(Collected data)
use std::cell::{Cell, RefCell};
use std::future::Future;
use std::rc::Rc;

use futures::future::LocalBoxFuture;
use futures::FutureExt;

use dashboard_http_error::ApiError;

use crate::{QueryClient, QueryKey};

type MutateFn<I, O> = Rc<dyn Fn(I) -> LocalBoxFuture<'static, Result<O, ApiError>>>;
type KeyFn<I> = Rc<dyn Fn(&I) -> Vec<QueryKey>>;

#[derive(Clone, Copy, Debug, PartialEq, Eq)]
pub enum MutationStatus {
    Idle,
    Loading,
    Success,
    Error,
}

/// A write operation which invalidates cache entries when it succeeds.
///
/// Mutations are never retried. A failed mutation leaves the cache untouched and hands the error
/// to the caller.
pub struct Mutation<I, O> {
    client: QueryClient,
    mutate_fn: MutateFn<I, O>,
    invalidates: Vec<QueryKey>,
    invalidates_for: Vec<KeyFn<I>>,
    status: Cell<MutationStatus>,
    error: RefCell<Option<ApiError>>,
}

impl<I, O> Mutation<I, O>
where
    I: 'static,
    O: 'static,
{
    pub fn new<F, Fut>(client: &QueryClient, mutate_fn: F) -> Self
    where
        F: Fn(I) -> Fut + 'static,
        Fut: Future<Output = Result<O, ApiError>> + 'static,
    {
        Self {
            client: client.clone(),
            mutate_fn: Rc::new(move |input| mutate_fn(input).boxed_local()),
            invalidates: Vec::new(),
            invalidates_for: Vec::new(),
            status: Cell::new(MutationStatus::Idle),
            error: RefCell::new(None),
        }
    }

    /// Invalidate every entry below `prefix` after a successful mutation.
    pub fn invalidates(mut self, prefix: QueryKey) -> Self {
        self.invalidates.push(prefix);
        self
    }

    /// Invalidate keys derived from the input, e.g. the detail entry of an updated id.
    pub fn invalidates_with<F>(mut self, keys: F) -> Self
    where
        F: Fn(&I) -> Vec<QueryKey> + 'static,
    {
        self.invalidates_for.push(Rc::new(keys));
        self
    }

    pub fn status(&self) -> MutationStatus {
        self.status.get()
    }

    pub fn is_loading(&self) -> bool {
        self.status() == MutationStatus::Loading
    }

    /// The error of the last run, if it failed.
    pub fn error(&self) -> Option<ApiError> {
        self.error.borrow().clone()
    }

    /// Back to `Idle`, forgetting the last error.
    pub fn reset(&self) {
        self.status.set(MutationStatus::Idle);
        self.error.replace(None);
    }

    pub async fn mutate(&self, input: I) -> Result<O, ApiError> {
        let mut keys = self.invalidates.clone();
        for key_fn in &self.invalidates_for {
            keys.extend(key_fn(&input));
        }

        self.status.set(MutationStatus::Loading);
        self.error.replace(None);

        match (self.mutate_fn)(input).await {
            Ok(output) => {
                for key in &keys {
                    self.client.invalidate_prefix(key);
                }
                self.status.set(MutationStatus::Success);
                Ok(output)
            }
            Err(err) => {
                tracing::debug!("mutation failed: {err}");
                self.status.set(MutationStatus::Error);
                self.error.replace(Some(err.clone()));
                Err(err)
            }
        }
    }
}

#[cfg(test)]
mod tests {
    use super::*;
    use crate::{QueryOptions, QueryStatus};

    #[tokio::test]
    async fn success_invalidates_configured_keys() {
        let client = QueryClient::new();
        let list = client.query(
            QueryKey::list("courses"),
            || async { Ok(vec![1u32]) },
            QueryOptions::default(),
        );
        let detail = client.query(
            QueryKey::detail("courses", "c1"),
            || async { Ok(1u32) },
            QueryOptions::default(),
        );
        let other = client.query(
            QueryKey::detail("courses", "c2"),
            || async { Ok(2u32) },
            QueryOptions::default(),
        );
        list.fetch().await;
        detail.fetch().await;
        other.fetch().await;

        let update = Mutation::new(&client, |(id, title): (String, String)| async move {
            Ok(format!("{id}: {title}"))
        })
        .invalidates(QueryKey::list("courses"))
        .invalidates_with(|(id, _): &(String, String)| vec![QueryKey::detail("courses", id)]);

        let output = update
            .mutate(("c1".to_string(), "Rust".to_string()))
            .await
            .unwrap();
        assert_eq!(output, "c1: Rust");
        assert_eq!(update.status(), MutationStatus::Success);

        assert!(list.state().stale);
        assert!(detail.state().stale);
        assert!(!other.state().stale);
    }

    #[tokio::test]
    async fn failure_leaves_cache_alone() {
        let client = QueryClient::new();
        let list = client.query(
            QueryKey::list("articles"),
            || async { Ok(3u32) },
            QueryOptions::default(),
        );
        list.fetch().await;

        let calls = Rc::new(Cell::new(0));
        let counter = Rc::clone(&calls);
        let delete = Mutation::new(&client, move |_id: String| {
            counter.set(counter.get() + 1);
            async { Err::<(), _>(ApiError::new(503, "Service Unavailable")) }
        })
        .invalidates(QueryKey::list("articles"));

        let err = delete.mutate("a1".into()).await.unwrap_err();
        assert_eq!(err.status, 503);
        assert_eq!(calls.get(), 1);
        assert_eq!(delete.status(), MutationStatus::Error);
        assert_eq!(delete.error(), Some(err));

        let state = list.state();
        assert_eq!(state.status, QueryStatus::Success);
        assert!(!state.stale);

        delete.reset();
        assert_eq!(delete.status(), MutationStatus::Idle);
        assert!(delete.error().is_none());
    }
}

[Task]: Find each line above with the string "other", then report how many there are. Write only the number.

[Final answer]: 3